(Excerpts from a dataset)
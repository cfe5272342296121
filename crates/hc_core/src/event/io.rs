//! Event container reading and writing.
//!
//! Two container formats, chosen by file extension:
//!
//! | Extension | Layout |
//! |-----------|--------|
//! | `.jsonl`, `.json` | one JSON record per line |
//! | `.hcz` | MessagePack records inside an LZ4 frame |

use super::EventRecord;
use crate::error::{HcError, Result};
use lz4_flex::frame::{FrameDecoder, FrameEncoder};
use std::fs::{self, File};
use std::io::{self, BufRead, BufReader, BufWriter, Lines, Write};
use std::path::{Path, PathBuf};
use tracing::{debug, info};

#[derive(Debug, Clone, Copy, PartialEq, Eq)]
pub enum ContainerFormat {
    JsonLines,
    Compressed,
}

impl ContainerFormat {
    pub fn from_path(path: &Path) -> Result<Self> {
        let ext = path
            .extension()
            .and_then(|e| e.to_str())
            .map(|e| e.to_ascii_lowercase());
        match ext.as_deref() {
            Some("jsonl") | Some("json") => Ok(ContainerFormat::JsonLines),
            Some("hcz") => Ok(ContainerFormat::Compressed),
            _ => Err(HcError::input(format!(
                "unknown event container extension: {}",
                path.display()
            ))),
        }
    }

    pub fn extension(&self) -> &'static str {
        match self {
            ContainerFormat::JsonLines => "jsonl",
            ContainerFormat::Compressed => "hcz",
        }
    }
}

/// Record limits of a reader.
#[derive(Debug, Clone, Copy, Default, PartialEq, Eq)]
pub struct ReaderLimits {
    pub max_record_per_file: Option<usize>,
    pub max_record_total: Option<usize>,
}

impl ReaderLimits {
    /// `per_file` records from each of `files` inputs.
    pub fn per_file(per_file: usize, files: usize) -> Self {
        Self {
            max_record_per_file: Some(per_file),
            max_record_total: Some(per_file * files),
        }
    }
}

enum Source {
    Json {
        lines: Lines<BufReader<File>>,
        line_number: usize,
    },
    Packed {
        reader: BufReader<FrameDecoder<BufReader<File>>>,
    },
}

impl Source {
    fn open(path: &Path) -> Result<Self> {
        let format = ContainerFormat::from_path(path)?;
        let file = File::open(path)
            .map_err(|e| HcError::input(format!("cannot open {}: {}", path.display(), e)))?;
        Ok(match format {
            ContainerFormat::JsonLines => Source::Json {
                lines: BufReader::new(file).lines(),
                line_number: 0,
            },
            ContainerFormat::Compressed => Source::Packed {
                reader: BufReader::new(FrameDecoder::new(BufReader::new(file))),
            },
        })
    }

    fn next_record(&mut self, path: &Path) -> Option<Result<EventRecord>> {
        match self {
            Source::Json { lines, line_number } => loop {
                let line = match lines.next()? {
                    Ok(line) => line,
                    Err(e) => return Some(Err(e.into())),
                };
                *line_number += 1;
                if line.trim().is_empty() {
                    continue;
                }
                return Some(serde_json::from_str(&line).map_err(|e| {
                    HcError::input(format!("{}:{}: {}", path.display(), line_number, e))
                }));
            },
            Source::Packed { reader } => {
                let at_end = match reader.fill_buf() {
                    Ok(buf) => buf.is_empty(),
                    Err(e) => return Some(Err(e.into())),
                };
                if at_end {
                    None
                } else {
                    Some(rmp_serde::from_read(&mut *reader).map_err(HcError::from))
                }
            }
        }
    }
}

/// Sequential reader over a list of event containers.
pub struct EventReader {
    files: Vec<PathBuf>,
    limits: ReaderLimits,
    next_file: usize,
    current: Option<(PathBuf, Source)>,
    read_in_file: usize,
    read_total: usize,
}

impl EventReader {
    /// Open a reader over `files`, read in order.
    ///
    /// Fails with an input error when the list is empty, a file is missing or
    /// an extension is unknown.
    pub fn open(files: &[PathBuf], limits: ReaderLimits) -> Result<Self> {
        if files.is_empty() {
            return Err(HcError::input("no input file(s)"));
        }
        for file in files {
            if !file.is_file() {
                return Err(HcError::input(format!(
                    "input file not found: {}",
                    file.display()
                )));
            }
            ContainerFormat::from_path(file)?;
        }
        info!(files = files.len(), ?limits, "event reader opened");
        Ok(Self {
            files: files.to_vec(),
            limits,
            next_file: 0,
            current: None,
            read_in_file: 0,
            read_total: 0,
        })
    }

    pub fn records_read(&self) -> usize {
        self.read_total
    }

    fn total_reached(&self) -> bool {
        self.limits
            .max_record_total
            .map_or(false, |max| self.read_total >= max)
    }

    fn file_limit_reached(&self) -> bool {
        self.limits
            .max_record_per_file
            .map_or(false, |max| self.read_in_file >= max)
    }
}

impl Iterator for EventReader {
    type Item = Result<EventRecord>;

    fn next(&mut self) -> Option<Self::Item> {
        loop {
            if self.total_reached() {
                return None;
            }
            if self.current.is_none() || self.file_limit_reached() {
                let path = self.files.get(self.next_file)?.clone();
                self.next_file += 1;
                self.read_in_file = 0;
                match Source::open(&path) {
                    Ok(source) => {
                        debug!(path = %path.display(), "reading event container");
                        self.current = Some((path, source));
                    }
                    Err(e) => return Some(Err(e)),
                }
            }

            let (path, source) = self.current.as_mut()?;
            match source.next_record(path) {
                Some(record) => {
                    self.read_in_file += 1;
                    self.read_total += 1;
                    return Some(record);
                }
                // Current file exhausted, move on
                None => self.current = None,
            }
        }
    }
}

enum Sink {
    Json(BufWriter<File>),
    Packed(FrameEncoder<BufWriter<File>>),
}

/// Append-only writer for one output subset.
pub struct EventWriter {
    path: PathBuf,
    sink: Sink,
    count: u64,
}

impl EventWriter {
    /// Create `path`, and its parent directories, for writing.
    pub fn create(path: &Path) -> Result<Self> {
        let format = ContainerFormat::from_path(path)?;
        if let Some(parent) = path.parent() {
            if !parent.as_os_str().is_empty() {
                fs::create_dir_all(parent)?;
            }
        }
        let file = BufWriter::new(File::create(path)?);
        let sink = match format {
            ContainerFormat::JsonLines => Sink::Json(file),
            ContainerFormat::Compressed => Sink::Packed(FrameEncoder::new(file)),
        };
        Ok(Self {
            path: path.to_path_buf(),
            sink,
            count: 0,
        })
    }

    pub fn path(&self) -> &Path {
        &self.path
    }

    pub fn count(&self) -> u64 {
        self.count
    }

    pub fn write(&mut self, record: &EventRecord) -> Result<()> {
        match &mut self.sink {
            Sink::Json(out) => {
                serde_json::to_writer(&mut *out, record)?;
                out.write_all(b"\n")?;
            }
            Sink::Packed(out) => rmp_serde::encode::write_named(out, record)?,
        }
        self.count += 1;
        Ok(())
    }

    /// Flush everything to disk and return the number of records written.
    pub fn finish(self) -> Result<u64> {
        match self.sink {
            Sink::Json(mut out) => out.flush()?,
            Sink::Packed(out) => {
                let mut inner = out
                    .finish()
                    .map_err(|e| io::Error::new(io::ErrorKind::Other, e.to_string()))?;
                inner.flush()?;
            }
        }
        debug!(path = %self.path.display(), records = self.count, "event writer closed");
        Ok(self.count)
    }
}

#[cfg(test)]
mod tests {
    use super::*;
    use crate::event::{RawHit, SimulatedData, CALO_HITS, GEIGER_HITS};
    use crate::geometry::{Position, SensorId};

    fn sample(id: u64) -> EventRecord {
        let mut sd = SimulatedData::new(Position::new(1.0, 2.0, 3.0));
        sd.add_step_hit(
            CALO_HITS,
            RawHit::new(SensorId::calo(0, 1, 2, 5, 0), 0.08, 1.0)
                .with_positions(Position::new(4300.0, 0.0, 10.0), Position::new(4310.0, 0.0, 11.0)),
        );
        sd.add_step_hit(GEIGER_HITS, RawHit::new(SensorId::geiger(0, 1, 8, 11), 0.0, 0.5));
        EventRecord::new(id, sd)
    }

    fn write_all(path: &Path, records: &[EventRecord]) -> u64 {
        let mut writer = EventWriter::create(path).unwrap();
        for r in records {
            writer.write(r).unwrap();
        }
        writer.finish().unwrap()
    }

    #[test]
    fn test_unknown_extension_is_input_error() {
        let err = ContainerFormat::from_path(Path::new("events.brio")).unwrap_err();
        assert!(matches!(err, HcError::Input(_)));
    }

    #[test]
    fn test_no_input_files() {
        let err = EventReader::open(&[], ReaderLimits::default()).err().unwrap();
        assert!(matches!(err, HcError::Input(_)));
    }

    #[test]
    fn test_missing_input_file() {
        let err = EventReader::open(
            &[PathBuf::from("/nonexistent/run.jsonl")],
            ReaderLimits::default(),
        )
        .err()
        .unwrap();
        assert!(matches!(err, HcError::Input(_)));
    }

    #[test]
    fn test_jsonl_file_roundtrip() {
        let dir = tempfile::tempdir().unwrap();
        let path = dir.path().join("sub/run.jsonl");
        let records = vec![sample(0), EventRecord::empty(1), sample(2)];
        assert_eq!(write_all(&path, &records), 3);

        let reader = EventReader::open(&[path], ReaderLimits::default()).unwrap();
        let read: Vec<EventRecord> = reader.map(|r| r.unwrap()).collect();
        assert_eq!(read, records);
    }

    #[test]
    fn test_compressed_file_roundtrip() {
        let dir = tempfile::tempdir().unwrap();
        let path = dir.path().join("run.hcz");
        let records = vec![sample(0), EventRecord::empty(1), sample(2)];
        write_all(&path, &records);

        let reader = EventReader::open(&[path], ReaderLimits::default()).unwrap();
        let read: Vec<EventRecord> = reader.map(|r| r.unwrap()).collect();
        assert_eq!(read, records);
    }

    #[test]
    fn test_limits_per_file_and_total() {
        let dir = tempfile::tempdir().unwrap();
        let a = dir.path().join("a.jsonl");
        let b = dir.path().join("b.hcz");
        write_all(&a, &(0..5).map(sample).collect::<Vec<_>>());
        write_all(&b, &(10..15).map(sample).collect::<Vec<_>>());

        let mut reader = EventReader::open(&[a.clone(), b.clone()], ReaderLimits::per_file(2, 2)).unwrap();
        let ids: Vec<u64> = reader.by_ref().map(|r| r.unwrap().id).collect();
        assert_eq!(ids, vec![0, 1, 10, 11]);
        assert_eq!(reader.records_read(), 4);

        let limits = ReaderLimits {
            max_record_per_file: None,
            max_record_total: Some(7),
        };
        let reader = EventReader::open(&[a, b], limits).unwrap();
        assert_eq!(reader.count(), 7);
    }

    #[test]
    fn test_blank_lines_skipped_and_bad_line_reported() {
        let dir = tempfile::tempdir().unwrap();
        let path = dir.path().join("run.jsonl");
        std::fs::write(&path, "{\"id\": 3}\n\n{not json}\n").unwrap();
        let mut reader = EventReader::open(&[path], ReaderLimits::default()).unwrap();
        assert_eq!(reader.next().unwrap().unwrap(), EventRecord::empty(3));
        let err = reader.next().unwrap().unwrap_err();
        assert!(err.to_string().contains(":3:"));
    }
}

> [Work required] Could you write out exactly the lines above, starting at the first one and ending with the line that has "LZ4 frame |"?

> [Task output]
repository cfe5272342296121
filename crates/hc_core/src/event/io.rs
//! Event container reading and writing.
//!
//! Two container formats, chosen by file extension:
//!
//! | Extension | Layout |
//! |-----------|--------|
//! | `.jsonl`, `.json` | one JSON record per line |
//! | `.hcz` | MessagePack records inside an LZ4 frame |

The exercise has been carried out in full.